|The Standard & Poor's 100 ($OEX) witnessed a strong corrective phase in 2000–03. The correction that began in September 2000 from the 850 levels stopped in April 2003 at the 400 levels. With newly formed support at 400, the pullback rally gradually moved in the direction of the previous high. But the recovery process was much slower than the fall itself, as it took almost five years to cross back up the 61% retracement level. The Fibonacci retracement tool is used here in Figure 1 to measure the pullback levels. We can see that the index moved within the 38.2% and 53% retracement levels for the maximum period of recovery. Further, the index surged above the 61.8% level and soon reached the high at 734. With the support of the 61.8% retracment level in 2007, we can see a small head & shoulders top formation, with the head at 734 and the two shoulders at approximately at 720–715 levels (see Figure 1). As the neckline support was left behind, the oil price declined.|
|FIGURE 1: $OEX, WEEKLY. Here is the weekly bar chart with long-term data. The lower trendline of the falling wedge ends below the 38.2% retracement level. The chart shows a multiple head & shoulders formation.|
|Graphic provided by: StockCharts.com.|
|During the correction from the 734 levels, the index formed a falling wedge, with the lower trendline moving below the 38.2% retracement support. The falling wedge is a bullish reversal pattern with the potential breakout in the upward direction. The volume during the formation is highly volatile. The falling wedge in Figure 1 has not matured yet and shows the possibility of a lower trendline getting tested for the fourth time at the level of 525, so the short-term downside can find support at the 525 level.|
|In Figure 1, the bar chart also shows that the index is forming another head & shoulders top, which is likely to be completed in the coming trading sessions. This formation has a larger time frame with two shoulders at 660–650 levels, and the previous small head & shoulder forms the head. Here, the neckline would be 575. This is the classic example of the multiple head & shoulders formation. Similar patterns are explained by Robert Edwards and John Magee in their classic work Technical Analysis Of Stock Trends. |
Let's refer to the same weekly chart with shorter data to understand the formation details and the prospective target levels.

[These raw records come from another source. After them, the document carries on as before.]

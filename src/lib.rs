//! Deterministic, auditable daycare-subsidy calculation.
//!
//! Given a household's income and wealth, a daycare centre's posted rate
//! and opening weeks, and the selected weekly attendance pattern, the
//! [`SubsidyCalculator`] produces a five-stage financial breakdown — Base,
//! Gross, Net, per-day and monthly — as ordered ledgers ready for
//! rendering. All monetary arithmetic is exact decimal; the two monthly
//! figures that are actually paid are the only amounts rounded (to five
//! cents).

pub mod calc;
pub mod config;
pub mod daycare;
pub mod directory;
pub mod format;
pub mod services;

mod calculator;

pub use calculator::{Calculation, CalculationError, SubsidyCalculator};
pub use daycare::Daycare;
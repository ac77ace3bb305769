use rust_decimal::Decimal;
use rust_decimal_macros::dec;
use serde::Serialize;

/// A daycare centre as resolved from the organisation's directory.
#[derive(Debug, Clone, PartialEq, Serialize)]
pub struct Daycare {
    pub id: String,
    pub title: String,
    /// Posted daily tariff in CHF.
    pub rate: Decimal,
    /// Opening weeks per year, 0..=52.
    pub weeks: u32,
}

impl Daycare {
    pub fn new(
        id: impl Into<String>,
        title: impl Into<String>,
        rate: Decimal,
        weeks: u32,
    ) -> Self {
        Self {
            id: id.into(),
            title: title.into(),
            rate,
            weeks,
        }
    }

    /// Conversion from yearly opening weeks to effective weeks per month.
    ///
    /// The constant 4.25/51 is taken verbatim from the established
    /// calculation; its derivation was never documented and it must not be
    /// re-derived.
    pub fn factor(&self) -> Decimal {
        Decimal::from(self.weeks) * dec!(4.25) / dec!(51)
    }
}
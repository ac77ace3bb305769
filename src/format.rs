//! Swiss-locale decimal formatting for note texts and the presentation
//! layer: apostrophe thousands grouping, `.` as decimal separator, at most
//! three fraction digits and no trailing zero padding.

use rust_decimal::{Decimal, RoundingStrategy};

use crate::calc::CalcContext;

/// Formats an amount the way the de_CH locale renders plain decimals,
/// e.g. `154000` becomes `154'000` and `5.3500` becomes `5.35`.
///
/// Formatting re-enters the fine decimal context and never mutates the
/// stored amount it renders.
pub fn format_decimal(value: Decimal) -> String {
    let value = CalcContext::fine()
        .apply(value)
        .round_dp_with_strategy(3, RoundingStrategy::MidpointNearestEven)
        .normalize();

    let text = value.abs().to_string();
    let (integer, fraction) = match text.split_once('.') {
        Some((integer, fraction)) => (integer, Some(fraction)),
        None => (text.as_str(), None),
    };

    let mut grouped = String::with_capacity(text.len() + integer.len() / 3);
    if value.is_sign_negative() && !value.is_zero() {
        grouped.push('-');
    }

    let digits: Vec<char> = integer.chars().collect();
    for (position, digit) in digits.iter().enumerate() {
        if position > 0 && (digits.len() - position) % 3 == 0 {
            grouped.push('\'');
        }
        grouped.push(*digit);
    }

    if let Some(fraction) = fraction {
        grouped.push('.');
        grouped.push_str(fraction);
    }

    grouped
}
use rust_decimal::Decimal;
use rust_decimal_macros::dec;

const FIVE_CENTS: Decimal = dec!(0.05);
const HALF: Decimal = dec!(0.5);

/// Rounds an amount to the nearest five cents.
///
/// This is the only rounding rule the municipality applies to amounts that
/// are actually paid; everything else stays at its exact decimal value.
pub fn round_to_5_cents(amount: Decimal) -> Decimal {
    (amount / FIVE_CENTS + HALF).floor() * FIVE_CENTS
}

/// An amount that has passed through [`round_to_5_cents`].
///
/// Only the two monthly figures of the pipeline are ever paid out, so only
/// they are represented as `RoundedAmount`; the type makes it impossible to
/// round anything else by accident.
#[derive(Debug, Clone, Copy, PartialEq)]
pub struct RoundedAmount(Decimal);

impl RoundedAmount {
    pub fn new(amount: Decimal) -> Self {
        Self(round_to_5_cents(amount))
    }

    pub fn get(self) -> Decimal {
        self.0
    }
}

#[cfg(test)]
mod tests {
    use super::*;

    #[test]
    fn rounds_to_the_nearest_five_cents() {
        assert_eq!(round_to_5_cents(dec!(2181.3)), dec!(2181.30));
        assert_eq!(round_to_5_cents(dec!(113.69)), dec!(113.70));
        assert_eq!(round_to_5_cents(dec!(113.67)), dec!(113.65));
        assert_eq!(round_to_5_cents(dec!(0.024)), dec!(0.00));
        assert_eq!(round_to_5_cents(dec!(0.025)), dec!(0.05));
    }

    #[test]
    fn rounding_is_idempotent() {
        for raw in [dec!(496.48), dec!(113.6875), dec!(0.01), dec!(55000)] {
            let once = round_to_5_cents(raw);
            assert_eq!(round_to_5_cents(once), once);
        }
    }

    #[test]
    fn result_is_always_a_multiple_of_five_cents() {
        for raw in [dec!(2181.3125), dec!(113.6875), dec!(496.485), dec!(0.07)] {
            let rounded = round_to_5_cents(raw);
            assert_eq!(rounded % FIVE_CENTS, Decimal::ZERO, "{raw} -> {rounded}");
        }
    }

    #[test]
    fn rounded_amount_applies_the_rule_on_construction() {
        assert_eq!(RoundedAmount::new(dec!(113.6875)).get(), dec!(113.70));
    }
}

|FIGURE 2: $OEX, WEEKLY. The head & shoulders top reversal on this chart is a much larger formation and more reliable. The breakout of this formation would drag the index to the target of 416.|
|Graphic provided by: StockCharts.com.|
|The head & shoulders top formation in Figure 2 is a bearish reversal pattern. With the breakout below the neckline, the index may enter a long-term downtrend. At the present, the index is in an intermediate downtrend, indicated by the average directional movement index (ADX) (14). And the breakout can make the downtrend stronger. |
The estimated downside target can be calculated by measuring the distance between the neckline support at 575 and the head at 734. The distance is 734 - 575 = 159, and by subtracting 159 from the neckline support of 575, we get the target of 416. Therefore, below the support at 525, the index may see the lowest level of 416 in the long term.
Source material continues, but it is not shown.